▸ Work required: Copy the records below word for word, leaving out nothing.

▸ Records for this exercise:
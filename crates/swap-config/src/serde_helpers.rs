//! Serde helpers for chain-keyed configuration maps.
//!
//! TOML, JSON and YAML only allow string keys, so chain ids are written as
//! `"8453"` (or `"0x2105"`) in files and parsed into [`ChainId`] on load.

use serde::{Deserialize, Deserializer, Serialize, Serializer};
use std::collections::HashMap;
use swap_types::ChainId;

/// Deserializes a `HashMap<ChainId, T>` from a map with string keys.
pub fn deserialize_chain_id_map<'de, D, T>(deserializer: D) -> Result<HashMap<ChainId, T>, D::Error>
where
	D: Deserializer<'de>,
	T: Deserialize<'de>,
{
	let map = HashMap::<String, T>::deserialize(deserializer)?;

	map.into_iter()
		.map(|(k, v)| {
			k.parse::<ChainId>()
				.map(|id| (id, v))
				.map_err(|_| serde::de::Error::custom(format!("Invalid chain ID: {}", k)))
		})
		.collect()
}

/// Serializes a `HashMap<ChainId, T>` with decimal string keys.
pub fn serialize_chain_id_map<S, T>(map: &HashMap<ChainId, T>, serializer: S) -> Result<S::Ok, S::Error>
where
	S: Serializer,
	T: Serialize,
{
	let string_map: HashMap<String, &T> = map.iter().map(|(k, v)| (k.to_string(), v)).collect();

	string_map.serialize(serializer)
}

▸ Response box:
filename crates/swap-config/src/serde_helpers.rs
//! Serde helpers for chain-keyed configuration maps.
//!
//! TOML, JSON and YAML only allow string keys, so chain ids are written as
//! `"8453"` (or `"0x2105"`) in files and parsed into [`ChainId`] on load.

use serde::{Deserialize, Deserializer, Serialize, Serializer};
use std::collections::HashMap;
use swap_types::ChainId;

/// Deserializes a `HashMap<ChainId, T>` from a map with string keys.
pub fn deserialize_chain_id_map<'de, D, T>(deserializer: D) -> Result<HashMap<ChainId, T>, D::Error>
where
	D: Deserializer<'de>,
	T: Deserialize<'de>,
{
	let map = HashMap::<String, T>::deserialize(deserializer)?;

	map.into_iter()
		.map(|(k, v)| {
			k.parse::<ChainId>()
				.map(|id| (id, v))
				.map_err(|_| serde::de::Error::custom(format!("Invalid chain ID: {}", k)))
		})
		.collect()
}

/// Serializes a `HashMap<ChainId, T>` with decimal string keys.
pub fn serialize_chain_id_map<S, T>(map: &HashMap<ChainId, T>, serializer: S) -> Result<S::Ok, S::Error>
where
	S: Serializer,
	T: Serialize,
{
	let string_map: HashMap<String, &T> = map.iter().map(|(k, v)| (k.to_string(), v)).collect();

	string_map.serialize(serializer)
}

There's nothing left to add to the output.